On July 2, 2014, Tessier-Miller called the United States Attorney's Office seeking information about the status of Nouri's appeal; it appears that the United States Attorney's Office never returned the call. (Tessier-Miller Decl. at ¶ 4; see Hr'g Tr. at 3). The same day, Tessier-Miller called Markowski. (Tessier-Miller Decl. at ¶ 4). There is some indication that this contact was motivated by concern over the Court's continued possession of Nouri's bail money. (Hr'g Tr. at 10-11). The next day, Markowski e-mailed Tessier-Miller and said that he had just spoken to Nouri, who had no updates and had not heard anything further from his counsel. (Tessier-Miller Decl. at ¶ 5).

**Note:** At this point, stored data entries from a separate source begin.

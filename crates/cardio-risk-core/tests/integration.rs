//! Integration tests for the risk core
//!
//! Loads the exported fixture artifacts through the artifact stores and runs
//! full assessments:
//! - Local store and chain loading
//! - Fail-fast loading on missing, tampered or incompatible artifacts
//! - Deterministic predictions on the fixture model

use cardio_risk_core::artifacts::{
    sha256_hex, store_from_config, ArtifactChain, ArtifactStore, LocalArtifactStore,
};
use cardio_risk_core::config::ArtifactConfig;
use cardio_risk_core::{ArtifactError, Assessor, RiskLabel, RiskModel, RiskRecordInput};
use std::path::{Path, PathBuf};

fn fixtures() -> PathBuf {
    Path::new(env!("CARGO_MANIFEST_DIR")).join("tests").join("fixtures")
}

fn local_config(dir: &Path) -> ArtifactConfig {
    ArtifactConfig {
        local_dir: Some(dir.to_path_buf()),
        repo_id: String::new(),
        ..ArtifactConfig::default()
    }
}

fn healthy() -> RiskRecordInput {
    RiskRecordInput {
        gender: Some(0.0),
        age_years: Some(45.0),
        bmi: Some(22.0),
        pulse_pressure: Some(40.0),
        mean_arterial_pressure: Some(80.0),
        systolic_diastolic_ratio: Some(1.3),
        cholesterol: Some(1.0),
        glucose: Some(1.0),
        smoker: Some(0.0),
        alcohol: Some(0.0),
        physically_active: Some(1.0),
    }
}

fn high_risk() -> RiskRecordInput {
    RiskRecordInput {
        gender: Some(1.0),
        age_years: Some(62.0),
        bmi: Some(33.0),
        pulse_pressure: Some(60.0),
        mean_arterial_pressure: Some(115.0),
        systolic_diastolic_ratio: Some(1.7),
        cholesterol: Some(3.0),
        glucose: Some(2.0),
        smoker: Some(0.0),
        alcohol: Some(0.0),
        physically_active: Some(0.0),
    }
}

async fn load_fixture_model() -> RiskModel {
    let config = local_config(&fixtures());
    let store = store_from_config(&config).unwrap();
    RiskModel::load(&store, &config).await.unwrap()
}

#[tokio::test]
async fn test_fixture_model_loads_from_local_directory() {
    let model = load_fixture_model().await;
    let info = model.info();
    assert_eq!(info.model_kind, "stacking");
    assert_eq!(info.model_source, "local");
    assert_eq!(info.scaler_file, "scaler.json");
    assert_eq!(info.model_sha256.len(), 64);
}

#[tokio::test]
async fn test_healthy_and_high_risk_records() {
    let assessor = Assessor::new(load_fixture_model().await);

    let low = assessor.assess_input(&healthy()).unwrap();
    assert_eq!(low.label, RiskLabel::NotAtRisk);
    assert!(low.probability < 0.5);
    assert!(low.explanations.is_empty());

    let high = assessor.assess_input(&high_risk()).unwrap();
    assert_eq!(high.label, RiskLabel::AtRisk);
    assert!(high.probability > 0.5);
    assert_eq!(
        high.reasons(),
        vec![
            "Denyut nadi tinggi",
            "Tekanan arteri rata-rata tinggi",
            "Rasio tekanan sistolik dan diastolik tidak normal",
            "Kolesterol sangat di atas normal",
            "Tingkat glukosa tinggi",
            "Kurang aktivitas fisik",
            "BMI = 33.0, Obesitas Kelas I: Peningkatan risiko penyakit kardiovaskular.",
        ]
    );
}

#[tokio::test]
async fn test_predictions_are_deterministic() {
    let model = load_fixture_model().await;
    let record = high_risk().validate().unwrap();
    let first = model.predict(&record).unwrap();
    for _ in 0..10 {
        assert_eq!(model.predict(&record).unwrap(), first);
    }

    let reloaded = load_fixture_model().await;
    assert_eq!(reloaded.predict(&record).unwrap(), first);
}

#[tokio::test]
async fn test_missing_artifact_fails_fast() {
    let dir = tempfile::tempdir().unwrap();
    std::fs::copy(fixtures().join("scaler.json"), dir.path().join("scaler.json")).unwrap();

    let config = local_config(dir.path());
    let store = store_from_config(&config).unwrap();
    let err = RiskModel::load(&store, &config).await.unwrap_err();
    assert!(matches!(err, ArtifactError::NotFound(_)));
}

#[tokio::test]
async fn test_pinned_digest_protects_model() {
    let model_bytes = std::fs::read(fixtures().join("stacking_model.json")).unwrap();

    let mut config = local_config(&fixtures());
    config.model_sha256 = Some(sha256_hex(&model_bytes));
    let store = store_from_config(&config).unwrap();
    assert!(RiskModel::load(&store, &config).await.is_ok());

    config.model_sha256 = Some(sha256_hex(b"a different model"));
    let err = RiskModel::load(&store, &config).await.unwrap_err();
    assert!(matches!(err, ArtifactError::ChecksumMismatch { .. }));
}

#[tokio::test]
async fn test_incompatible_scaler_is_rejected() {
    let dir = tempfile::tempdir().unwrap();
    std::fs::copy(
        fixtures().join("stacking_model.json"),
        dir.path().join("stacking_model.json"),
    )
    .unwrap();
    let scaler = r#"{
        "kind": "standard",
        "feature_names": ["age", "bmi"],
        "center": [0.0, 0.0],
        "scale": [1.0, 1.0]
    }"#;
    std::fs::write(dir.path().join("scaler.json"), scaler).unwrap();

    let config = local_config(dir.path());
    let store = store_from_config(&config).unwrap();
    let err = RiskModel::load(&store, &config).await.unwrap_err();
    assert!(matches!(err, ArtifactError::IncompatibleSchema { .. }));
}

#[tokio::test]
async fn test_yaml_artifacts_are_accepted() {
    let dir = tempfile::tempdir().unwrap();
    let scaler: serde_json::Value =
        serde_json::from_slice(&std::fs::read(fixtures().join("scaler.json")).unwrap()).unwrap();
    let model: serde_json::Value =
        serde_json::from_slice(&std::fs::read(fixtures().join("stacking_model.json")).unwrap())
            .unwrap();
    std::fs::write(dir.path().join("scaler.yaml"), serde_yaml::to_string(&scaler).unwrap()).unwrap();
    std::fs::write(dir.path().join("model.yml"), serde_yaml::to_string(&model).unwrap()).unwrap();

    let config = ArtifactConfig {
        scaler_file: "scaler.yaml".into(),
        model_file: "model.yml".into(),
        ..local_config(dir.path())
    };
    let store = ArtifactChain::new().with_store(LocalArtifactStore::new(dir.path()));
    let yaml_model = RiskModel::load(&store, &config).await.unwrap();
    let json_model = load_fixture_model().await;

    let record = high_risk().validate().unwrap();
    assert_eq!(
        yaml_model.predict(&record).unwrap(),
        json_model.predict(&record).unwrap()
    );
}

#[tokio::test]
async fn test_pickle_artifacts_are_refused() {
    let dir = tempfile::tempdir().unwrap();
    std::fs::write(dir.path().join("scaler.pkl"), b"\x80\x04\x95").unwrap();
    let store = LocalArtifactStore::new(dir.path());
    let config = ArtifactConfig {
        scaler_file: "scaler.pkl".into(),
        ..local_config(dir.path())
    };
    let blob = store.fetch(&config.scaler_ref()).await.unwrap();
    assert_eq!(blob.source, "local");
    let err = RiskModel::load(&store, &config).await.unwrap_err();
    assert!(matches!(err, ArtifactError::IncompatibleSchema { .. }));
}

On February 10, 2015, Tessier-Miller e-mailed Markowski to request that he complete a compliance letter for Nouri and to ask if Nouri had said anything about the status of his case. Markowski responded that Nouri had not recently reported any updates. (Id. ¶ 6(a); Markowski Decl. at ¶ 8(a)-(b)). Markowski then e-mailed and called Nouri to check in, and Nouri said that he was waiting to hear from the BOP about when to start his sentence. (Markowski Decl. at ¶ 8(d)). Markowski then checked Nouri's district court docket, and saw that his conviction had been affirmed on May 3, 2013. (Id. ¶ 8(e)). Markowski e-mailed Tessier-Miller to alert her to the ruling, and said that there may have been a miscommunication because Nouri was never told when or where to surrender. (Id. ¶ 8(f); Tessier-Miller Decl. at ¶ 6(b)).

Tessier-Miller immediately called the Probation Office for the Southern District of New York and discussed the situation with Leopold. (Tessier-Miller Decl. at ¶ 6(c); Leopold Decl. at ¶ 4). Leopold called my chambers to advise that Nouri had never been designated to a facility, and asked me to issue an order for Nouri to surrender. (Leopold Decl. at ¶ 5). In an order dated that same day, February 10, 2015, I ordered Nouri to surrender on or before March 25, 2015. I subsequently postponed Nouri's surrender until after a decision on the present motion.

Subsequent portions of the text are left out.